Purpose: To produce virtual monoenergetic (VM) cone beam computed tomography (CBCT) images using convolutional neural networks for basis material decomposition of dual-energy (DE) images.
Methods: A custom phantom consisting of two step wedges of aluminum (Al) and polymethyl methacrylate (PMMA) was built to mimic bone and soft tissue, respectively. Low- and high-energy (80/130 kV) planar projections of this wedge and full CBCT images of a pediatric head phantom (CIRS), were acquired using the on-board imager (OBI) of a commercial linac. A convolutional neural network (CNN), using the Keras API (v2.2.4) and TensorFlow (v1.11) engine on the backend, was trained with the wedge phantom images to differentiate relative low and high density materials. After initial training, the model was applied to the pediatric head phantom to decompose the projections into basis material thicknesses and then produce VM-CBCT images of the phantom. The errors measured for CNN were compared to conventional mathematical calibration obtained through error minimization.

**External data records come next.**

//! Read statistics and result structures for activity exports

use crate::app::models::RawRecord;

/// Rows read from an export with basic statistics
#[derive(Debug, Clone)]
pub struct ReadResult {
    /// Rows in file order
    pub records: Vec<RawRecord>,

    /// Symbolized header in file order
    pub columns: Vec<String>,

    pub stats: ReadStats,
}

/// Simple read statistics
#[derive(Debug, Clone, Default, serde::Serialize, serde::Deserialize)]
pub struct ReadStats {
    /// Total number of data rows encountered
    pub total_rows: usize,

    /// Rows converted into records
    pub rows_read: usize,

    /// Rows skipped because the CSV decoder rejected them
    pub rows_skipped: usize,

    /// Decoder errors for debugging
    pub errors: Vec<String>,
}

impl ReadStats {
    pub fn new() -> Self {
        Self::default()
    }

    /// Share of rows read, as a percentage
    pub fn success_rate(&self) -> f64 {
        if self.total_rows == 0 {
            0.0
        } else {
            (self.rows_read as f64 / self.total_rows as f64) * 100.0
        }
    }
}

Results: Our model decomposed the calibration phantom into Al and PMMA and presented mean squared error of 0.01 mm for Al and 0.15 mm for PMMA. The mathematical approach presented mean squared error of 0.11 mm for Al and 0.18 mm for PMMA. The pediatric head phantom projections were successfully decomposed into relative low and high density materials allowing VM-CBCT production.
Conclusion: We present a CNN method to decompose DE images into equivalent basis material thicknesses, a required step to produce VM-CBCT images, thus avoiding laborious manual calibration for material decomposition.
Funding Support, Disclosures, and Conflict of Interest: This work was funded by a research grant from Varian Medical System.